First only used in doctor’s offices, the vibrator moved into domestic life in the 1920s where it was marketed as a ‘massager’ or ‘beauty aid’. They were able to be used all over the body to improve circulation and weren’t seen as a product to only use behind closed doors. 

It wasn’t until the sexual revolution of the 1960s that the demand for vibrators in relation to self-pleasure soared, as women took control of their sexuality on their own terms. Cut to the twenty-first century and fourth-wave feminism taking hold of a new generation, and women began talking more openly about self-pleasure and the tools they use. As a result, seeing vibrators on social media isn’t as much of a taboo anymore. 

One Australian duo who are challenging the stigmas around self-pleasure and normalising sex toys is eCommerce sex toy shop, FlossyFounded one year ago by Seattle expat and doula, Caroline Reis, and aircraft engineer Annie Miller, Flossy is an online space focusing on a curated range of sex toys for people with vulvas. 

Born out of a “seedy” experience in a Brisbane sex toy shop, the duo wanted to create a space in the sexual wellness industry that felt like walking into an Apple store. Through its aesthetically pleasing Instagram feed, the store posts beautiful imagery of its self-pleasure stock as well as educational infographics on topics relating to women’s health. 

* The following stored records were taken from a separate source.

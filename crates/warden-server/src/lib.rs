//! Warden Server: HTTP surface for the admin trust subsystem.

pub mod config;
pub mod error;
pub mod extract;
pub mod routes;

pub use config::ServerConfig;
pub use routes::{AppState, router};
//! SurrealDB implementation of [`TenantRepository`].

use std::time::Duration;

use chrono::{DateTime, Utc};
use surrealdb::{Connection, Surreal};
use surrealdb_types::SurrealValue;
use uuid::Uuid;
use warden_core::error::WardenResult;
use warden_core::models::tenant::{CreateTenant, Tenant, TenantRole};
use warden_core::repository::TenantRepository;

use crate::deadline::{DEFAULT_QUERY_TIMEOUT, bounded};
use crate::error::DbError;

#[derive(Debug, SurrealValue)]
struct TenantRow {
    name: String,
    email: String,
    role: String,
    created_at: DateTime<Utc>,
}

fn parse_role(s: &str) -> Result<TenantRole, DbError> {
    s.parse().map_err(|e: String| DbError::corrupt("tenant", e))
}

impl TenantRow {
    fn into_tenant(self, id: Uuid) -> Result<Tenant, DbError> {
        Ok(Tenant {
            id,
            name: self.name,
            email: self.email,
            role: parse_role(&self.role)?,
            created_at: self.created_at,
        })
    }
}

/// SurrealDB implementation of the Tenant repository.
#[derive(Clone)]
pub struct SurrealTenantRepository<C: Connection> {
    db: Surreal<C>,
    timeout: Duration,
}

impl<C: Connection> SurrealTenantRepository<C> {
    pub fn new(db: Surreal<C>) -> Self {
        Self {
            db,
            timeout: DEFAULT_QUERY_TIMEOUT,
        }
    }

    pub fn with_timeout(mut self, timeout: Duration) -> Self {
        self.timeout = timeout;
        self
    }
}

impl<C: Connection> TenantRepository for SurrealTenantRepository<C> {
    async fn create(&self, input: CreateTenant) -> WardenResult<Tenant> {
        let id = Uuid::new_v4();
        let id_str = id.to_string();

        bounded(self.timeout, async {
            let result = self
                .db
                .query(
                    "CREATE type::record('tenant', $id) SET \
                     name = $name, email = $email, role = $role",
                )
                .bind(("id", id_str.clone()))
                .bind(("name", input.name))
                .bind(("email", input.email))
                .bind(("role", input.role.as_str().to_string()))
                .await?;

            let mut result = result.check().map_err(|e| DbError::Query(e.to_string()))?;

            let rows: Vec<TenantRow> = result.take(0)?;
            let row = rows.into_iter().next().ok_or_else(|| DbError::NotFound {
                entity: "tenant".into(),
                id: id_str,
            })?;
            row.into_tenant(id)
        })
        .await
        .map_err(Into::into)
    }

    async fn get_by_id(&self, id: Uuid) -> WardenResult<Tenant> {
        let id_str = id.to_string();

        bounded(self.timeout, async {
            let mut result = self
                .db
                .query("SELECT * FROM type::record('tenant', $id)")
                .bind(("id", id_str.clone()))
                .await?;

            let rows: Vec<TenantRow> = result.take(0)?;
            let row = rows.into_iter().next().ok_or_else(|| DbError::NotFound {
                entity: "tenant".into(),
                id: id_str,
            })?;
            row.into_tenant(id)
        })
        .await
        .map_err(Into::into)
    }
}
//! Bounded database calls.

use std::time::Duration;

use crate::error::DbError;

/// Default upper bound for a single repository operation.
pub const DEFAULT_QUERY_TIMEOUT: Duration = Duration::from_secs(5);

/// Run `fut`, failing with [`DbError::Timeout`] once `limit` elapses.
pub(crate) async fn bounded<T, F>(limit: Duration, fut: F) -> Result<T, DbError>
where
    F: Future<Output = Result<T, DbError>>,
{
    tokio::time::timeout(limit, fut)
        .await
        .map_err(|_| DbError::Timeout(limit))?
}
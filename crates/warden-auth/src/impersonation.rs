//! Short-lived impersonation tokens.
//!
//! An impersonation token speaks for a tenant while naming the staff
//! member behind it in `act`. No session record is created; the token
//! simply expires.

use std::sync::Arc;

use chrono::{DateTime, Utc};
use serde::Serialize;
use serde_json::json;
use tracing::info;
use uuid::Uuid;
use warden_core::error::{WardenError, WardenResult};
use warden_core::models::audit::AuditAction;
use warden_core::models::tenant::TenantRole;
use warden_core::repository::{AuditEventRepository, TenantRepository};

use crate::config::AuthConfig;
use crate::context::StaffRef;
use crate::recorder::{AuditEntry, EventRecorder};
use crate::token::{self, TokenGrant, TokenKind};

/// An issued impersonation token.
#[derive(Debug, Clone, Serialize)]
pub struct ImpersonationGrant {
    pub token: String,
    pub tenant_id: Uuid,
    pub tenant_role: TenantRole,
    pub expires_at: DateTime<Utc>,
}

pub struct ImpersonationIssuer<T: TenantRepository, A: AuditEventRepository> {
    tenants: T,
    recorder: EventRecorder<A>,
    config: Arc<AuthConfig>,
}

impl<T: TenantRepository, A: AuditEventRepository> ImpersonationIssuer<T, A> {
    pub fn new(tenants: T, recorder: EventRecorder<A>, config: Arc<AuthConfig>) -> Self {
        Self {
            tenants,
            recorder,
            config,
        }
    }

    /// Issue a token letting `actor` act as tenant `tenant_id`.
    pub async fn impersonate(
        &self,
        actor: StaffRef<'_>,
        tenant_id: Uuid,
        request_ip: &str,
    ) -> WardenResult<ImpersonationGrant> {
        let tenant = match self.tenants.get_by_id(tenant_id).await {
            Ok(t) => t,
            Err(WardenError::NotFound { .. }) => {
                return Err(WardenError::TargetNotFound {
                    id: tenant_id.to_string(),
                });
            }
            Err(e) => return Err(e),
        };

        let issued = token::issue_token(
            TokenGrant {
                sub: tenant.id.to_string(),
                role: tenant.role.as_str().to_string(),
                ver: 0,
                kind: TokenKind::Impersonation,
                act: Some(actor.principal_id.to_string()),
                lifetime_secs: self.config.impersonation_token_lifetime_secs,
            },
            &self.config,
        )?;
        let expires_at = issued.claims.expires_at()?;

        info!(
            actor_id = %actor.principal_id,
            tenant_id = %tenant.id,
            "Impersonation started"
        );
        self.recorder
            .note(
                AuditEntry::new(AuditAction::ImpersonationStarted, request_ip)
                    .actor(actor.email)
                    .metadata(json!({
                        "actorId": actor.principal_id,
                        "actorRole": actor.role,
                        "tenantId": tenant.id,
                        "tenantRole": tenant.role,
                        "tokenId": issued.claims.jti,
                        "expiresAt": expires_at,
                    })),
            )
            .await;

        Ok(ImpersonationGrant {
            token: issued.token,
            tenant_id: tenant.id,
            tenant_role: tenant.role,
            expires_at,
        })
    }
}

The team at Flossy believe that sex toys are evolving into luxury, Instagram-acceptable accessories because we’re realising that sexual wellness should be treated like any other aspect of our health routines. “It’s just about normalising it and making it a part of our health. I think that’s why [sex toy brands] have taken this approach. We want it to be something you can have on your bedside and not feel ashamed,” says Annie. “These brands want it to be presented as an everyday product and it should be treated as such.”  

Caroline also credits this new form of marketing to the rise of by women, for women brands. “Women are realising ‘I don’t want a giant, sparkly penis’. These vibrators reinforce hypersexualisation so when you actually have people who are the end-users representing these brands then you have products that are sleek and feel good in your hand.” 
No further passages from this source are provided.